New Life―A "Must"

 •  3 min. read  •  grade level: 6
About the year A.D. 33 there lived in the city of Jerusalem a man by the name of Nicodemus. He was a ruler of the Jewish nation and a member of a respectable denomination called the Pharisees, a people extremely careful of keeping the law and meticulous in observing all its fasts, feasts and ceremonies.
During Passover week, when a great number of strangers from all over the civilized world were in the city, there was much excitement about one Jesus of Nazareth who was at that time in Jerusalem. He had been healing sick people and feeding the multitudes who followed Him. Now it was reported that He had turned out of the temple a number of men who had been making a market of it. This caused a sensation among the people, especially among the denomination to which Nicodemus belonged.
Nicodemus, however, was troubled in his mind.
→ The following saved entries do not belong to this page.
use std::convert::TryFrom;

use rusqlite::{named_params, Row};

use crate::db::repositories::collection::{
    collection_written, forget_collection, format_timestamp, mark_collection_written,
    parse_optional_timestamp, parse_timestamp, Collection, CollectionRepository,
};
use crate::db::DbPool;
use crate::error::{AppError, AppResult};
use crate::models::milestone::{Milestone, MilestoneCategory, MilestonePriority};

#[derive(Debug, Clone)]
pub struct MilestoneRow {
    pub id: String,
    pub position: i64,
    pub title: String,
    pub description: String,
    pub target: f64,
    pub current: f64,
    pub unit: String,
    pub category: String,
    pub priority: String,
    pub deadline: Option<String>,
    pub reward: Option<String>,
    pub is_completed: bool,
    pub completed_at: Option<String>,
    pub created_at: String,
    pub updated_at: String,
}

impl MilestoneRow {
    pub fn from_record(record: &Milestone, position: usize) -> Self {
        Self {
            id: record.id.clone(),
            position: position as i64,
            title: record.title.clone(),
            description: record.description.clone(),
            target: record.target,
            current: record.current,
            unit: record.unit.clone(),
            category: record.category.as_str().to_string(),
            priority: record.priority.as_str().to_string(),
            deadline: record.deadline.as_ref().map(format_timestamp),
            reward: record.reward.clone(),
            is_completed: record.is_completed,
            completed_at: record.completed_at.as_ref().map(format_timestamp),
            created_at: format_timestamp(&record.created_at),
            updated_at: format_timestamp(&record.updated_at),
        }
    }

    pub fn into_record(self) -> AppResult<Milestone> {
        let category =
            MilestoneCategory::try_from(self.category.as_str()).map_err(AppError::database)?;
        let priority =
            MilestonePriority::try_from(self.priority.as_str()).map_err(AppError::database)?;

        Ok(Milestone {
            id: self.id,
            title: self.title,
            description: self.description,
            target: self.target,
            current: self.current,
            unit: self.unit,
            category,
            priority,
            deadline: parse_optional_timestamp(self.deadline)?,
            reward: self.reward,
            is_completed: self.is_completed,
            completed_at: parse_optional_timestamp(self.completed_at)?,
            created_at: parse_timestamp(&self.created_at)?,
            updated_at: parse_timestamp(&self.updated_at)?,
        })
    }
}

impl TryFrom<&Row<'_>> for MilestoneRow {
    type Error = rusqlite::Error;

    fn try_from(row: &Row<'_>) -> Result<Self, Self::Error> {
        Ok(Self {
            id: row.get("id")?,
            position: row.get("position")?,
            title: row.get("title")?,
            description: row.get("description")?,
            target: row.get("target")?,
            current: row.get("current")?,
            unit: row.get("unit")?,
            category: row.get("category")?,
            priority: row.get("priority")?,
            deadline: row.get("deadline")?,
            reward: row.get("reward")?,
            is_completed: row.get("is_completed")?,
            completed_at: row.get("completed_at")?,
            created_at: row.get("created_at")?,
            updated_at: row.get("updated_at")?,
        })
    }
}

pub struct MilestoneRepository {
    db: DbPool,
}

impl MilestoneRepository {
    pub fn new(db: DbPool) -> Self {
        Self { db }
    }
}

impl CollectionRepository<Milestone> for MilestoneRepository {
    fn collection(&self) -> Collection {
        Collection::Milestones
    }

    fn load(&self) -> AppResult<Option<Vec<Milestone>>> {
        self.db.with_connection(|conn| {
            if !collection_written(conn, Collection::Milestones)? {
                return Ok(None);
            }

            let mut stmt = conn.prepare(
                r#"
                    SELECT
                        id,
                        position,
                        title,
                        description,
                        target,
                        current,
                        unit,
                        category,
                        priority,
                        deadline,
                        reward,
                        is_completed,
                        completed_at,
                        created_at,
                        updated_at
                    FROM milestones
                    ORDER BY position ASC
                "#,
            )?;

            let records = stmt
                .query_map([], |row| MilestoneRow::try_from(row))?
                .map(|row| {
                    row.map_err(AppError::from)
                        .and_then(|row| row.into_record())
                })
                .collect::<AppResult<Vec<_>>>()?;

            Ok(Some(records))
        })
    }

    fn replace(&self, records: &[Milestone]) -> AppResult<()> {
        self.db.with_transaction(|tx| {
            tx.execute("DELETE FROM milestones", [])?;

            let mut stmt = tx.prepare(
                r#"
                    INSERT INTO milestones (
                        id,
                        position,
                        title,
                        description,
                        target,
                        current,
                        unit,
                        category,
                        priority,
                        deadline,
                        reward,
                        is_completed,
                        completed_at,
                        created_at,
                        updated_at
                    ) VALUES (
                        :id,
                        :position,
                        :title,
                        :description,
                        :target,
                        :current,
                        :unit,
                        :category,
                        :priority,
                        :deadline,
                        :reward,
                        :is_completed,
                        :completed_at,
                        :created_at,
                        :updated_at
                    )
                "#,
            )?;

            for (position, record) in records.iter().enumerate() {
                let row = MilestoneRow::from_record(record, position);
                stmt.execute(named_params! {
                    ":id": &row.id,
                    ":position": row.position,
                    ":title": &row.title,
                    ":description": &row.description,
                    ":target": row.target,
                    ":current": row.current,
                    ":unit": &row.unit,
                    ":category": &row.category,
                    ":priority": &row.priority,
                    ":deadline": &row.deadline,
                    ":reward": &row.reward,
                    ":is_completed": row.is_completed,
                    ":completed_at": &row.completed_at,
                    ":created_at": &row.created_at,
                    ":updated_at": &row.updated_at,
                })?;
            }

            mark_collection_written(tx, Collection::Milestones, records.len())?;
            Ok(())
        })
    }

    fn clear(&self) -> AppResult<()> {
        self.db.with_transaction(|tx| {
            tx.execute("DELETE FROM milestones", [])?;
            forget_collection(tx, Collection::Milestones)
        })
    }
}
He would not be led by public opinion, but was determined to go and hear for himself. So after dark one night he set off alone to have an interview with Jesus.
Before Nicodemus had been long in the company of Jesus, he was told that, "Except a man be born again, he cannot see the kingdom of God."
This startled Nicodemus; it was something entirely new to him. He believed in being religious and keeping the ordinances, but of being "born again" he knew nothing.
He had not long to puzzle over the new doctrine before Jesus told him something else more startling still: "Marvel not that I say unto thee, Ye must be born again."
Not only wicked men like murderers and thieves need to be born again, but YOU—your own self.
This cuts at the root of all human religion. It doesn't matter how "good" people are, or "what church" they belong to; Jesus says they must be born again or they can never enter God's kingdom. They may "say their prayers," "read their Bibles," and "do the best they can," yet if they are not born again they "cannot see the kingdom of God." It is a "must," you see.
It is not because you are worse than your neighbors or because you sometimes lose your temper. It is not even if you are a very wicked person, but because you are a child of Adam—a sinner by birth, and with a sinner's nature.
"Who can bring a clean thing out of an unclean? Not one." Job 14:4. "Can the Ethiopian change his skin, or the leopard his spots?" No.
So with man. He cannot be reformed so as to please God; he cannot be improved so as to gain heaven. He needs to be made a "new creature." It is not a little counseling that he needs to make him all right; it is not a "good religious education"—it is a new life. And this new life must come from somewhere outside himself. He cannot find it within himself; he cannot earn it by his good works. He must be born again.
Now, if any man could have gone to heaven by virtue of his respectability, that man was Nicodemus. And yet to him the Savior said, "Ye must be born again."
"Marvel not that I said unto THEE, Ye must he born again." John 3:7.